Il y a quelques années, il n’y aurait eu qu’une ou deux personnes lors de la visite. La semaine dernière, il y en avait au moins 15, peut-être plus. Nous avons constaté que nous connaissions certains d’entre eux… des investisseurs immobiliers expérimentés de la région de Baltimore. D’autres étaient nouveaux. Un couple venait d’Inde. Un homme, qui parlait peu l’anglais, était Chinois.

Comment des appartements de Baltimore qui ont presque tout du taudis attirent-ils des investisseurs mondiaux ? Nous n’en savons rien. Peut-être est-ce la proximité de l’Université Johns Hopkins ou du Conservatoire de musique Peabody. Peut-être que les investisseurs recherchent simplement une meilleure affaire que ce qu’ils peuvent trouver dans de grandes villes.

▪ Montres de marque… villes de marque
Il y a quelques années, nous avons inventé le terme "ville de marque". L’idée était simple. De plus en plus de gens sont sans attaches… surtout des gens riches. Souvent, ils sont en semi-retraite, gérant leurs entreprises ou leurs investissements par téléphone et par internet. Ils peuvent vivre où ils veulent.

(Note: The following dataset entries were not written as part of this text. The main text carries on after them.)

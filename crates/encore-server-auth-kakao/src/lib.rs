// Copyright (c) 2025 Encore Contributors. All rights reserved.
// SPDX-License-Identifier: Proprietary

//! Kakao OAuth 2.0 authentication for Encore.
//!
//! This crate implements the Kakao authorization code flow used for member
//! login, registration, and account withdrawal.
//!
//! # OAuth Flow
//!
//! 1. **Authorization URL Generation**: the user is sent to Kakao's consent
//!    page and redirected back to the configured `redirect_uri` with an
//!    authorization `code`.
//!
//! 2. **Code Exchange**: [`KakaoOAuthClient::exchange_code`] trades the code
//!    for an access token at Kakao's token endpoint.
//!
//! 3. **Profile Fetch**: [`KakaoOAuthClient::fetch_profile`] reads the
//!    authenticated user's profile and decodes it into a [`KakaoProfile`],
//!    applying the Korean phone-number region rule.
//!
//! 4. **Unlink**: [`KakaoOAuthClient::unlink`] revokes the app link on
//!    withdrawal.
//!
//! # Security Considerations
//!
//! - The `client_secret` is wrapped in [`SecretString`] to prevent
//!   accidental logging, as are access tokens in [`KakaoTokenResponse`].
//! - All tracing instrumentation skips sensitive parameters.

mod profile;

pub use profile::{KakaoAccount, KakaoProfile, KakaoProperties, KakaoUserResponse};

use encore_common_secret::SecretString;
use encore_server_members::UnsupportedRegionError;
use serde::Deserialize;
use std::env;
use url::Url;

/// Default base URL for Kakao's authorization server (consent + token).
pub const KAKAO_AUTH_BASE_URL: &str = "https://kauth.kakao.com";
/// Default base URL for Kakao's API server (profile + unlink).
pub const KAKAO_API_BASE_URL: &str = "https://kapi.kakao.com";

const AUTHORIZE_PATH: &str = "/oauth/authorize";
const TOKEN_PATH: &str = "/oauth/token";
const PROFILE_PATH: &str = "/v2/user/me";
const UNLINK_PATH: &str = "/v1/user/unlink";

// =============================================================================
// Errors
// =============================================================================

/// Errors that can occur when loading configuration.
#[derive(Debug, thiserror::Error)]
pub enum ConfigError {
	/// A required environment variable was not set.
	#[error("missing environment variable: {0}")]
	MissingEnvVar(String),

	/// A configuration value was empty or invalid.
	#[error("invalid configuration: {0}")]
	InvalidConfig(String),
}

/// Errors that can occur during OAuth operations.
#[derive(Debug, thiserror::Error)]
pub enum OAuthError {
	/// The HTTP request to Kakao failed (network error, timeout, etc.).
	#[error("HTTP request failed: {0}")]
	HttpRequest(#[from] reqwest::Error),

	/// Kakao responded with a non-success status.
	#[error("Kakao responded with status {status}")]
	Upstream {
		/// The upstream HTTP status code, preserved for the caller.
		status: u16,
	},

	/// A required field of the provider response was missing or malformed.
	#[error("failed to parse provider response field {field}")]
	Parse {
		/// JSON path of the offending field.
		field: String,
	},

	/// The profile's phone number is outside the supported region.
	#[error(transparent)]
	UnsupportedRegion(#[from] UnsupportedRegionError),
}

impl OAuthError {
	fn parse(field: impl Into<String>) -> Self {
		OAuthError::Parse {
			field: field.into(),
		}
	}
}

// =============================================================================
// Configuration
// =============================================================================

/// Configuration for the Kakao OAuth client.
///
/// The `client_secret` is wrapped in [`SecretString`] to prevent accidental
/// logging or exposure. The base URLs default to Kakao's production servers
/// and exist as fields so tests can point the client at a local stub.
#[derive(Debug, Clone)]
pub struct KakaoOAuthConfig {
	/// The OAuth application client ID (Kakao REST API key).
	pub client_id: String,
	/// The OAuth application client secret (never logged).
	pub client_secret: SecretString,
	/// The callback URL where Kakao redirects after consent.
	pub redirect_uri: String,
	/// Authorization server base URL (consent + token endpoints).
	pub auth_base_url: String,
	/// API server base URL (profile + unlink endpoints).
	pub api_base_url: String,
}

impl KakaoOAuthConfig {
	/// Create a configuration against Kakao's production servers.
	pub fn new(
		client_id: impl Into<String>,
		client_secret: SecretString,
		redirect_uri: impl Into<String>,
	) -> Self {
		Self {
			client_id: client_id.into(),
			client_secret,
			redirect_uri: redirect_uri.into(),
			auth_base_url: KAKAO_AUTH_BASE_URL.to_string(),
			api_base_url: KAKAO_API_BASE_URL.to_string(),
		}
	}

	/// Load configuration from environment variables.
	///
	/// # Required Environment Variables
	///
	/// - `ENCORE_SERVER_KAKAO_CLIENT_ID`
	/// - `ENCORE_SERVER_KAKAO_CLIENT_SECRET`
	/// - `ENCORE_SERVER_KAKAO_REDIRECT_URI`
	///
	/// # Errors
	///
	/// Returns [`ConfigError::MissingEnvVar`] if any required variable is
	/// not set.
	pub fn from_env() -> Result<Self, ConfigError> {
		let client_id = env::var("ENCORE_SERVER_KAKAO_CLIENT_ID")
			.map_err(|_| ConfigError::MissingEnvVar("ENCORE_SERVER_KAKAO_CLIENT_ID".to_string()))?;

		let client_secret = env::var("ENCORE_SERVER_KAKAO_CLIENT_SECRET").map_err(|_| {
			ConfigError::MissingEnvVar("ENCORE_SERVER_KAKAO_CLIENT_SECRET".to_string())
		})?;

		let redirect_uri = env::var("ENCORE_SERVER_KAKAO_REDIRECT_URI").map_err(|_| {
			ConfigError::MissingEnvVar("ENCORE_SERVER_KAKAO_REDIRECT_URI".to_string())
		})?;

		Ok(Self::new(
			client_id,
			SecretString::new(client_secret),
			redirect_uri,
		))
	}

	/// Validate that all configuration fields are non-empty.
	///
	/// # Errors
	///
	/// Returns [`ConfigError::InvalidConfig`] if any field is empty.
	pub fn validate(&self) -> Result<(), ConfigError> {
		if self.client_id.is_empty() {
			return Err(ConfigError::InvalidConfig(
				"client_id cannot be empty".to_string(),
			));
		}
		if self.client_secret.expose().is_empty() {
			return Err(ConfigError::InvalidConfig(
				"client_secret cannot be empty".to_string(),
			));
		}
		if self.redirect_uri.is_empty() {
			return Err(ConfigError::InvalidConfig(
				"redirect_uri cannot be empty".to_string(),
			));
		}
		Ok(())
	}
}

// =============================================================================
// Response types
// =============================================================================

/// Response from Kakao's token endpoint after exchanging an authorization
/// code.
#[derive(Debug, Clone, Deserialize)]
pub struct KakaoTokenResponse {
	/// The access token for API requests (wrapped to prevent logging).
	#[serde(deserialize_with = "deserialize_secret_string")]
	pub access_token: SecretString,
	/// The token type (always "bearer").
	pub token_type: Option<String>,
	/// Seconds until the access token expires.
	pub expires_in: Option<i64>,
}

fn deserialize_secret_string<'de, D>(deserializer: D) -> Result<SecretString, D::Error>
where
	D: serde::Deserializer<'de>,
{
	let s = String::deserialize(deserializer)?;
	Ok(SecretString::new(s))
}

// =============================================================================
// Client
// =============================================================================

/// OAuth client for authenticating members via Kakao.
///
/// # Example
///
/// ```rust,no_run
/// use encore_server_auth_kakao::{KakaoOAuthClient, KakaoOAuthConfig};
///
/// # async fn example() -> Result<(), Box<dyn std::error::Error>> {
/// let config = KakaoOAuthConfig::from_env()?;
/// let client = KakaoOAuthClient::new(config);
///
/// let token = client.exchange_code("authorization-code-from-callback").await?;
/// let profile = client.fetch_profile(token.access_token.expose()).await?;
/// # Ok(())
/// # }
/// ```
#[derive(Debug, Clone)]
pub struct KakaoOAuthClient {
	config: KakaoOAuthConfig,
	http_client: reqwest::Client,
}

impl KakaoOAuthClient {
	/// Create a new Kakao OAuth client with the given configuration.
	///
	/// # Panics
	///
	/// Panics if the HTTP client cannot be built (should never happen in
	/// practice).
	#[tracing::instrument(skip_all, name = "KakaoOAuthClient::new")]
	pub fn new(config: KakaoOAuthConfig) -> Self {
		let http_client = encore_common_http::builder()
			.build()
			.expect("failed to build HTTP client");

		Self {
			config,
			http_client,
		}
	}

	/// Generate the Kakao consent URL for the OAuth flow.
	///
	/// # Arguments
	///
	/// - `state`: a random, unguessable string to prevent CSRF attacks,
	///   verified when the user is redirected back.
	#[tracing::instrument(skip(self), fields(client_id = %self.config.client_id))]
	pub fn authorization_url(&self, state: &str) -> String {
		let mut url = Url::parse(&self.config.auth_base_url).expect("invalid auth base URL");
		url.set_path(AUTHORIZE_PATH);

		url.query_pairs_mut()
			.append_pair("response_type", "code")
			.append_pair("client_id", &self.config.client_id)
			.append_pair("redirect_uri", &self.config.redirect_uri)
			.append_pair("state", state);

		url.to_string()
	}

	/// Exchange an authorization code for an access token.
	///
	/// # Errors
	///
	/// - [`OAuthError::HttpRequest`]: network error or timeout.
	/// - [`OAuthError::Upstream`]: Kakao rejected the code (expired,
	///   invalid, or a server-side failure); carries the status code.
	/// - [`OAuthError::Parse`]: unexpected response format.
	#[tracing::instrument(skip(self, code), name = "KakaoOAuthClient::exchange_code")]
	pub async fn exchange_code(&self, code: &str) -> Result<KakaoTokenResponse, OAuthError> {
		tracing::debug!("exchanging authorization code for access token");

		let response = self
			.http_client
			.post(format!("{}{}", self.config.auth_base_url, TOKEN_PATH))
			.form(&[
				("grant_type", "authorization_code"),
				("client_id", self.config.client_id.as_str()),
				("client_secret", self.config.client_secret.expose().as_str()),
				("redirect_uri", self.config.redirect_uri.as_str()),
				("code", code),
			])
			.send()
			.await?;

		let status = response.status();
		if !status.is_success() {
			tracing::warn!(status = status.as_u16(), "token exchange rejected");
			return Err(OAuthError::Upstream {
				status: status.as_u16(),
			});
		}

		let body = response.text().await?;
		serde_json::from_str(&body).map_err(|_| OAuthError::parse("access_token"))
	}

	/// Fetch the authenticated user's profile from Kakao.
	///
	/// Decodes the nested payload into a [`KakaoProfile`] with per-field
	/// validation, applying the `+82` region check and phone normalization.
	///
	/// # Errors
	///
	/// - [`OAuthError::HttpRequest`]: network error or timeout.
	/// - [`OAuthError::Upstream`]: token invalid or expired.
	/// - [`OAuthError::Parse`]: a required profile field was missing or
	///   malformed; carries the field path.
	/// - [`OAuthError::UnsupportedRegion`]: phone number outside `+82`.
	#[tracing::instrument(skip(self, access_token), name = "KakaoOAuthClient::fetch_profile")]
	pub async fn fetch_profile(&self, access_token: &str) -> Result<KakaoProfile, OAuthError> {
		tracing::debug!("fetching Kakao user profile");

		let response = self
			.http_client
			.get(format!("{}{}", self.config.api_base_url, PROFILE_PATH))
			.header("Authorization", format!("Bearer {access_token}"))
			.send()
			.await?;

		let status = response.status();
		if !status.is_success() {
			tracing::warn!(status = status.as_u16(), "profile fetch rejected");
			return Err(OAuthError::Upstream {
				status: status.as_u16(),
			});
		}

		let body = response.text().await?;
		let raw: KakaoUserResponse =
			serde_json::from_str(&body).map_err(|_| OAuthError::parse("body"))?;
		KakaoProfile::from_response(raw)
	}

	/// Revoke the app link for the authenticated user.
	///
	/// Any 2xx status is success; everything else surfaces as
	/// [`OAuthError::Upstream`] with the upstream status preserved.
	#[tracing::instrument(skip(self, access_token), name = "KakaoOAuthClient::unlink")]
	pub async fn unlink(&self, access_token: &str) -> Result<(), OAuthError> {
		tracing::debug!("unlinking Kakao account");

		let response = self
			.http_client
			.post(format!("{}{}", self.config.api_base_url, UNLINK_PATH))
			.header("Authorization", format!("Bearer {access_token}"))
			.send()
			.await?;

		let status = response.status();
		if !status.is_success() {
			tracing::warn!(status = status.as_u16(), "unlink rejected");
			return Err(OAuthError::Upstream {
				status: status.as_u16(),
			});
		}

		Ok(())
	}
}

Ces gens — nombre d’entre eux étant de "nouveaux riches" — conduisent des automobiles de marques, portent des vêtements et des montres de marque. Il semble raisonnable de penser qu’ils voudraient également vivre dans des villes de marque — celles qui attirent l’élite internationale. Ensuite, dans les cocktails chics, ils disent simplement vivre à Londres ou à New York, et ont ainsi quelque chose en commun avec de nombreux autres invités. S’ils n’y ont pas un appartement, ils connaissent quelqu’un qui en a un.

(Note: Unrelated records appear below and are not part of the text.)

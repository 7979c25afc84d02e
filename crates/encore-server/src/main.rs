// Copyright (c) 2025 Encore Contributors. All rights reserved.
// SPDX-License-Identifier: Proprietary

//! Encore server binary.

use clap::{Parser, Subcommand};
use encore_server::{create_app_state, create_router};
use tower_http::{
	cors::{Any, CorsLayer},
	trace::TraceLayer,
};
use tracing_subscriber::{layer::SubscriberExt, util::SubscriberInitExt};

/// Encore server - HTTP server for seat reservation.
#[derive(Parser, Debug)]
#[command(name = "encore-server", about = "Encore seat reservation server", version)]
struct Args {
	/// Subcommands for encore-server (e.g., `version`)
	#[command(subcommand)]
	command: Option<Command>,
}

#[derive(Subcommand, Debug)]
enum Command {
	/// Show version information
	Version,
}

#[tokio::main]
async fn main() -> Result<(), Box<dyn std::error::Error>> {
	// Parse CLI arguments
	let args = Args::parse();

	// Handle subcommands that should not start the server
	if let Some(Command::Version) = args.command {
		println!("encore-server {}", env!("CARGO_PKG_VERSION"));
		return Ok(());
	}

	// Load .env file if present
	dotenvy::dotenv().ok();

	// Load configuration
	let config = encore_server_config::load_config()?;

	// Setup tracing
	tracing_subscriber::registry()
		.with(
			tracing_subscriber::EnvFilter::try_from_default_env()
				.unwrap_or_else(|_| config.logging.level.clone().into()),
		)
		.with(tracing_subscriber::fmt::layer())
		.init();

	tracing::info!(
		host = %config.http.host,
		port = config.http.port,
		database = %config.database.url,
		"starting encore-server"
	);

	// Create database pool and run migrations
	let pool = encore_server_db::create_pool(&config.database.url).await?;
	encore_server_db::run_migrations(&pool).await?;

	let state = create_app_state(pool, &config).await?;

	let app = create_router(state)
		.layer(TraceLayer::new_for_http())
		.layer(
			CorsLayer::new()
				.allow_origin(Any)
				.allow_methods(Any)
				.allow_headers(Any),
		);

	// Start server
	let addr = config.socket_addr();
	tracing::info!("listening on {}", addr);

	let listener = tokio::net::TcpListener::bind(&addr).await?;

	// Run server with graceful shutdown
	tokio::select! {
		result = axum::serve(listener, app) => {
			if let Err(e) = result {
				tracing::error!(error = %e, "Server error");
			}
		}
		_ = tokio::signal::ctrl_c() => {
			tracing::info!("Received shutdown signal");
		}
	}

	tracing::info!("Server shutdown complete");
	Ok(())
}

Au sommet de la liste des villes de marque se trouvent Londres, Hong Kong et Singapour. Paris, New York, Vancouver et de nombreuses autres les talonnent.

A Paris, quasiment tous les appartements chers qui changent de main sont achetés par des étrangers. Au centre de Londres, c’est à peu près la même chose. Peu de "locaux" peuvent se permettre de vivre dans les zones les plus chics. Les acheteurs étrangers font grimper les prix et changent l’atmosphère du quartier.

Nous avons vécu dans un immeuble à Londres, par exemple, où quasiment tous nos voisins étaient russes, japonais, chinois ou brésiliens. Dans la mesure où la plupart des propriétaires avaient d’autres résidences, parfois plusieurs, l’immeuble était aussi calme qu’une bibliothèque. Nous y croisions rarement des gens.

Baltimore, en revanche, doit encore se faire sa place dans la catégorie des "villes de marque". Personne n’achète d’immobilier à Baltimore pour des raisons de prestige. Personne ne se vante d’avoir "un petit pied à terre" à Baltimore. Les prix reflètent cet état de fait.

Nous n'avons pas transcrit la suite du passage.